━━━━━ DATA TO USE
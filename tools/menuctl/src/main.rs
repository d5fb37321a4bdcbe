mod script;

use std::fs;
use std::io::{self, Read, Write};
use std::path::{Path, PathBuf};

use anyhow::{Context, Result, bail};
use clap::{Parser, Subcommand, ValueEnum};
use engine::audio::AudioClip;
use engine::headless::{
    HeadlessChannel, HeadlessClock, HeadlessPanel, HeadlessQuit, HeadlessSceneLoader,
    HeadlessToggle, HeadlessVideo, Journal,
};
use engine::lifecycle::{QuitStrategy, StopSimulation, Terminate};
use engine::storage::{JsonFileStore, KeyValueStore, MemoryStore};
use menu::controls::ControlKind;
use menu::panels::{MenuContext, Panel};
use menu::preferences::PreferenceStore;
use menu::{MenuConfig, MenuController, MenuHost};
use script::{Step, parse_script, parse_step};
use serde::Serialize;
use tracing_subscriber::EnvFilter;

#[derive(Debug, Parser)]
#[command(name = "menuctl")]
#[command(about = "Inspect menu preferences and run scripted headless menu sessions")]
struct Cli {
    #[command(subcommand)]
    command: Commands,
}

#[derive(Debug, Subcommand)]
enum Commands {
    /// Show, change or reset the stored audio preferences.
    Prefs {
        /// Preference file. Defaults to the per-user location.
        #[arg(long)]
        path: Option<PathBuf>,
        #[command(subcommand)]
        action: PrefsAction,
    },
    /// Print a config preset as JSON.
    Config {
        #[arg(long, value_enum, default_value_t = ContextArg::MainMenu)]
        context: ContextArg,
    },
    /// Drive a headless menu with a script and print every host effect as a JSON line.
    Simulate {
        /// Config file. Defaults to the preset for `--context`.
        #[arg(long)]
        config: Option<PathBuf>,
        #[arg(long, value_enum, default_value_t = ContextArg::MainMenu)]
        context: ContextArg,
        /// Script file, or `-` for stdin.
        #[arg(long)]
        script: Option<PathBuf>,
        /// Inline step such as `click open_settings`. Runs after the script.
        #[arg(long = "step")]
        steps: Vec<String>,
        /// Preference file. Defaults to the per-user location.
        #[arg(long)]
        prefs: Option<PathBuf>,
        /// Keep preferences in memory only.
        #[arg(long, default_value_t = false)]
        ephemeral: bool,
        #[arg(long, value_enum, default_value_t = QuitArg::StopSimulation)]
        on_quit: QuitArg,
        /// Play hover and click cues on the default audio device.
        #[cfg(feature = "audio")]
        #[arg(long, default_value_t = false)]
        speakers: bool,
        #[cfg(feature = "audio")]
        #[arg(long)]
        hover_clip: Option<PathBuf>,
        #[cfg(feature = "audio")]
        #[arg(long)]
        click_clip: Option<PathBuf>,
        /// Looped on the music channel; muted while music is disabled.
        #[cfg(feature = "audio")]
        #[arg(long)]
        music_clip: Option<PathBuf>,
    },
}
━━━━━━━━━━
━━━━━ DATA TO USE
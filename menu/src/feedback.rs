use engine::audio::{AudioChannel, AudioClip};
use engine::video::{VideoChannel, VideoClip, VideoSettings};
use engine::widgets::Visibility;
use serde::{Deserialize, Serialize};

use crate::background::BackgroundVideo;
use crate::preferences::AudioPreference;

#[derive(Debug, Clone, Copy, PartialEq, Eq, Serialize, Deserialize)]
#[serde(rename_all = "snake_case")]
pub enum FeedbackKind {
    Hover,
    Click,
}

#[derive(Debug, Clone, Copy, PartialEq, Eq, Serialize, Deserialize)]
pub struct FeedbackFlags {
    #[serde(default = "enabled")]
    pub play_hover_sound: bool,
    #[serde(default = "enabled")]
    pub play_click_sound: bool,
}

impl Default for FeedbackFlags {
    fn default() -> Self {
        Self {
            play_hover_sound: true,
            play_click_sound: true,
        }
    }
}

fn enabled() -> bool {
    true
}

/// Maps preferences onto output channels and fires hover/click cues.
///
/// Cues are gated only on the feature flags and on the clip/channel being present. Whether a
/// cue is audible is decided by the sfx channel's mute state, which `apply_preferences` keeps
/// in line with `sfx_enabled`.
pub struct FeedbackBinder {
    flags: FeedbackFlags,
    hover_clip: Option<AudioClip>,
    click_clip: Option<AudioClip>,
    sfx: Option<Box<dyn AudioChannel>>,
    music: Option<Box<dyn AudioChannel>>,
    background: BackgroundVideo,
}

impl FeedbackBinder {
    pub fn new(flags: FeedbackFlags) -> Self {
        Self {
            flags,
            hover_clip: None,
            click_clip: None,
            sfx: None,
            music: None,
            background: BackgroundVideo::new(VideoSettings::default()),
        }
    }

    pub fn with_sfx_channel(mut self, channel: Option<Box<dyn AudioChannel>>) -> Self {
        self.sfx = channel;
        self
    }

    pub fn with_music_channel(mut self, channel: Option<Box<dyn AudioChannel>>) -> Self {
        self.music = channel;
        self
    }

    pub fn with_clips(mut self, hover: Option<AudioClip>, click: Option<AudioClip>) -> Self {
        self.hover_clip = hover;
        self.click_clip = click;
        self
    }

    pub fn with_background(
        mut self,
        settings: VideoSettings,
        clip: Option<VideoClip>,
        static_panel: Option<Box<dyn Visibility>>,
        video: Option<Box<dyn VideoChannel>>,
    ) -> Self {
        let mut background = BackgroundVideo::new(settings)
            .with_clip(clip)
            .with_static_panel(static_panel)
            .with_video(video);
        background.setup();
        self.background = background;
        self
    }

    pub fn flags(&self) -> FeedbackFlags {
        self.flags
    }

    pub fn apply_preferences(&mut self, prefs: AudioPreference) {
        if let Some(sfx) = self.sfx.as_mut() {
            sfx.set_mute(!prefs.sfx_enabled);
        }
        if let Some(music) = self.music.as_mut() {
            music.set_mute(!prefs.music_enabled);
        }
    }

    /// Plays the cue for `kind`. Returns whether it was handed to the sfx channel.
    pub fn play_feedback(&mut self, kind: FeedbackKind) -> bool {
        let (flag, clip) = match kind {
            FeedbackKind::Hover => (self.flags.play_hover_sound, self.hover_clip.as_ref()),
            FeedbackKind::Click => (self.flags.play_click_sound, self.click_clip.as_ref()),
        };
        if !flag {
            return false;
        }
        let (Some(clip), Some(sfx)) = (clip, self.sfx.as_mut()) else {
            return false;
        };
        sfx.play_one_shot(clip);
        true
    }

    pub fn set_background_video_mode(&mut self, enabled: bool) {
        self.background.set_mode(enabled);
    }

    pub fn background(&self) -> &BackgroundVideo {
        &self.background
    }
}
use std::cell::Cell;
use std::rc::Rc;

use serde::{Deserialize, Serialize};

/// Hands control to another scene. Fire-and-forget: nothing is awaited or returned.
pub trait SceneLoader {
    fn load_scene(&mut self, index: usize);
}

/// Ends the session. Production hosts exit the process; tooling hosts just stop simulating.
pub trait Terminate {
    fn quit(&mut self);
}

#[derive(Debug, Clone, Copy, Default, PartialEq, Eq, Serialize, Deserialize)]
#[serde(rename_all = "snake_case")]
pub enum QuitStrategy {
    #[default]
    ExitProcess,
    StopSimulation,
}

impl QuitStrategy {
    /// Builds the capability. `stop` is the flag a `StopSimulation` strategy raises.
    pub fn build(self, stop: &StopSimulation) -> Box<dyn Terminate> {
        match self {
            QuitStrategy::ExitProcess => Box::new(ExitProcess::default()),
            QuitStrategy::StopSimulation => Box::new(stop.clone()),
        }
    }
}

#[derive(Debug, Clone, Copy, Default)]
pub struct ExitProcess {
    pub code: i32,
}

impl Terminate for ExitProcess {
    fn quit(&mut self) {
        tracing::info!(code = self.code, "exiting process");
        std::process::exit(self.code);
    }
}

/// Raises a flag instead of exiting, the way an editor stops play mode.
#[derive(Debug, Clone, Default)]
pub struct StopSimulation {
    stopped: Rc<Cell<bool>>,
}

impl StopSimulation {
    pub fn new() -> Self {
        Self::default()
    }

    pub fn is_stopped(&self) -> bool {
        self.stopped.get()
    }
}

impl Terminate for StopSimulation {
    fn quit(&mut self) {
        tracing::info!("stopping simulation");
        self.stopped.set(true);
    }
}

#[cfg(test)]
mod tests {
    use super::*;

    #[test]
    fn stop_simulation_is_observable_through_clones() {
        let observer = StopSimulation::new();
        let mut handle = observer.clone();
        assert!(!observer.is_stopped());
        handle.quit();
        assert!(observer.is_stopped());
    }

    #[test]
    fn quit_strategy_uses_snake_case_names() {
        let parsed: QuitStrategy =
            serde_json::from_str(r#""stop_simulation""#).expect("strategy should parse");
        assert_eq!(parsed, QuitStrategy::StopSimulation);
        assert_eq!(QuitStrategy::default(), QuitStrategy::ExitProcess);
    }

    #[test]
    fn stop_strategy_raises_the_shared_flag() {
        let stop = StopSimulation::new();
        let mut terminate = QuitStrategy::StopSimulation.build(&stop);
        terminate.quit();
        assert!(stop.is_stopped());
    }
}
━━━━━━━━━━
YOUR GOAL
Starting at the line with "impl Terminate for ExitProcess" and ending at the line with "handle.quit();", print each line of the listing above exactly, with no other lines.

YOUR RESPONSE
impl Terminate for ExitProcess {
    fn quit(&mut self) {
        tracing::info!(code = self.code, "exiting process");
        std::process::exit(self.code);
    }
}

/// Raises a flag instead of exiting, the way an editor stops play mode.
#[derive(Debug, Clone, Default)]
pub struct StopSimulation {
    stopped: Rc<Cell<bool>>,
}

impl StopSimulation {
    pub fn new() -> Self {
        Self::default()
    }

    pub fn is_stopped(&self) -> bool {
        self.stopped.get()
    }
}

impl Terminate for StopSimulation {
    fn quit(&mut self) {
        tracing::info!("stopping simulation");
        self.stopped.set(true);
    }
}

#[cfg(test)]
mod tests {
    use super::*;

    #[test]
    fn stop_simulation_is_observable_through_clones() {
        let observer = StopSimulation::new();
        let mut handle = observer.clone();
        assert!(!observer.is_stopped());
        handle.quit();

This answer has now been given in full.